| ASSIGNMENT |
Should a line below contain the word "Simulate", report it.

Dataset records

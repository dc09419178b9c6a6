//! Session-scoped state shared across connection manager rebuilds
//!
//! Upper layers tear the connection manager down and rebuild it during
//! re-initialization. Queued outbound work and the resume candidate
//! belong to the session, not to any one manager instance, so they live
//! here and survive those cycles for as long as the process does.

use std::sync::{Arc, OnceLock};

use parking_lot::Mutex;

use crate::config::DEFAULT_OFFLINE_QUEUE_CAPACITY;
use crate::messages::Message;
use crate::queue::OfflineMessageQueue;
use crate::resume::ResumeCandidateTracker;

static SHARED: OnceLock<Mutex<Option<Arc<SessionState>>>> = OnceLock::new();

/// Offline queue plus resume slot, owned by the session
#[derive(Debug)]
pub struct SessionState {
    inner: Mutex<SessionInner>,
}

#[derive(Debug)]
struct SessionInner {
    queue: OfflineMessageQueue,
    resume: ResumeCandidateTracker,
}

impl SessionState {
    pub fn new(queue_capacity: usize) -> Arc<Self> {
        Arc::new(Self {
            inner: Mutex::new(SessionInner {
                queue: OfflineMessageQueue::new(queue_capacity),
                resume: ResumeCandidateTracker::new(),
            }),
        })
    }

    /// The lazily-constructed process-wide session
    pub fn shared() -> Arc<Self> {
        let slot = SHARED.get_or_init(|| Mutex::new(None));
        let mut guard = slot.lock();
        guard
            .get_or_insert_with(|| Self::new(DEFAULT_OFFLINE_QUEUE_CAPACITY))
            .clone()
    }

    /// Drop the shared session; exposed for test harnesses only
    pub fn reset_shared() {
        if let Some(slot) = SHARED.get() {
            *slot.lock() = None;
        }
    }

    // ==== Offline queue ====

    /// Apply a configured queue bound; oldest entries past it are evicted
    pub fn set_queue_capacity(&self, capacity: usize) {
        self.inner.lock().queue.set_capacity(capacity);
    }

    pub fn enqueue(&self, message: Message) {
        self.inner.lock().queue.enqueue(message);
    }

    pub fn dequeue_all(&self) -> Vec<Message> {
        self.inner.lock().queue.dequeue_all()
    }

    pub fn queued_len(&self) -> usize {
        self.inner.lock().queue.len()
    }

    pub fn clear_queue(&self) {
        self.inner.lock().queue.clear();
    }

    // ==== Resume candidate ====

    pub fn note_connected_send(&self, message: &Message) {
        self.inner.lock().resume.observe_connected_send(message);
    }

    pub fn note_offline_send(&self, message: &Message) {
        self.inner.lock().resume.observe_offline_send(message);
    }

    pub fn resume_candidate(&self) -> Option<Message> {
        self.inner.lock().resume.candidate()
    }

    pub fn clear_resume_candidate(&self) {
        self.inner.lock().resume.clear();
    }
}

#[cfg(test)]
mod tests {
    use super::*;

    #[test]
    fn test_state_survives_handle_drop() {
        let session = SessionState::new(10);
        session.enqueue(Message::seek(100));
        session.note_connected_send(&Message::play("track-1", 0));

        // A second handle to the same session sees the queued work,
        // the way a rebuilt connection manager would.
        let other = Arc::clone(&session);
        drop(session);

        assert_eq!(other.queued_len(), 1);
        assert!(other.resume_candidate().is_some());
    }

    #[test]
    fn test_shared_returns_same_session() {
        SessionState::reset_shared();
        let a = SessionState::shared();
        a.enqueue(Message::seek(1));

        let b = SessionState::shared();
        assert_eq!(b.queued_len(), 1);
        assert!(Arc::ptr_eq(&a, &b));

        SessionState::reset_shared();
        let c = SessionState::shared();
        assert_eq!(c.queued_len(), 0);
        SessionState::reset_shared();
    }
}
--
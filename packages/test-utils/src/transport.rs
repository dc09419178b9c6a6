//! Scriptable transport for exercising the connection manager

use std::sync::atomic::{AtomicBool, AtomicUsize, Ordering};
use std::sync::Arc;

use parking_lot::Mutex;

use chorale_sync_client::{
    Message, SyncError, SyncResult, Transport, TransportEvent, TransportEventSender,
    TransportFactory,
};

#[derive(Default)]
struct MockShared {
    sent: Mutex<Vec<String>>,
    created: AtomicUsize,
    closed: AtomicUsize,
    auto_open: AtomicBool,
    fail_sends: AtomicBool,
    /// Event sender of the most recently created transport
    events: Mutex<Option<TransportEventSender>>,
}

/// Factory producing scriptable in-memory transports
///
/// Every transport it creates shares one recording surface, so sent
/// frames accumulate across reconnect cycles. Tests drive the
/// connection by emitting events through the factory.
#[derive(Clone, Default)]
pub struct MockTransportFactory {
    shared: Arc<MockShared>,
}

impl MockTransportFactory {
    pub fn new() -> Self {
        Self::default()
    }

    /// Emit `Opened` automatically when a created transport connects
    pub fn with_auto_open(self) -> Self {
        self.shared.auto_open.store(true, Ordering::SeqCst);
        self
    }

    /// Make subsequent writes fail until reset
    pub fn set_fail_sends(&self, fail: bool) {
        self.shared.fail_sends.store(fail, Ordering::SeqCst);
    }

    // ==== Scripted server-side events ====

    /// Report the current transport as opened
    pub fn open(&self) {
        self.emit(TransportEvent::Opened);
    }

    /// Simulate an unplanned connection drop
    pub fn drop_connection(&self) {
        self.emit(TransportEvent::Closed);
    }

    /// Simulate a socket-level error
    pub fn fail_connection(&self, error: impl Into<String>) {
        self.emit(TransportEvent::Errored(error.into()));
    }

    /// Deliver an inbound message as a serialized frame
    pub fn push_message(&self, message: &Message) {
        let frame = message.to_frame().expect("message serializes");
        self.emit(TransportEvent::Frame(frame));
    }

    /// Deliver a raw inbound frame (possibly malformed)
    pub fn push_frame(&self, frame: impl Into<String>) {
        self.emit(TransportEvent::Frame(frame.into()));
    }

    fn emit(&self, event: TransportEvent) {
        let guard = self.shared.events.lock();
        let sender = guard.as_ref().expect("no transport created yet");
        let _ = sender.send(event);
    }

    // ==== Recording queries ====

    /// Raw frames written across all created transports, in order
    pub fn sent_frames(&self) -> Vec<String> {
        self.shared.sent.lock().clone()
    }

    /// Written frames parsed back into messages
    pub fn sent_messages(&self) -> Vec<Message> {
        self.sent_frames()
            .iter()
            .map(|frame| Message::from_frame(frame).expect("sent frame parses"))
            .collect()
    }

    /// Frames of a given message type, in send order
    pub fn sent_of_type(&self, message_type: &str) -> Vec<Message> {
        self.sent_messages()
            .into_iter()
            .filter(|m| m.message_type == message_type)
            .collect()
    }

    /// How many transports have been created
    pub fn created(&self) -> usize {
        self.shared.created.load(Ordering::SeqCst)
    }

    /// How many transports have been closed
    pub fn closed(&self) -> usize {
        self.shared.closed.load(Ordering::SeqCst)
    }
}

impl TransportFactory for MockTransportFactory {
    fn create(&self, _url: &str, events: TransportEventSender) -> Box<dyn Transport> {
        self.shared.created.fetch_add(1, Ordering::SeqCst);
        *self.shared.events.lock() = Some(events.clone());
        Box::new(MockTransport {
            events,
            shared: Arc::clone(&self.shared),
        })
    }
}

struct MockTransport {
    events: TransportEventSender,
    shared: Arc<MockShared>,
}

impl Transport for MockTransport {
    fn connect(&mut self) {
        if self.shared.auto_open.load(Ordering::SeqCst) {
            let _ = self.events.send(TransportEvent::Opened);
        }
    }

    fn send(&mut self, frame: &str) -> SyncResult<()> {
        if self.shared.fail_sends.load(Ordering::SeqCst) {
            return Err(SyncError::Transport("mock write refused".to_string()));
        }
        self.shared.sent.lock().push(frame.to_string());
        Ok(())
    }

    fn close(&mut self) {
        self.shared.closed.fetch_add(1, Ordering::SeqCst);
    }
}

| ANSWER SECTION |
    /// Simulate an unplanned connection drop
    /// Simulate a socket-level error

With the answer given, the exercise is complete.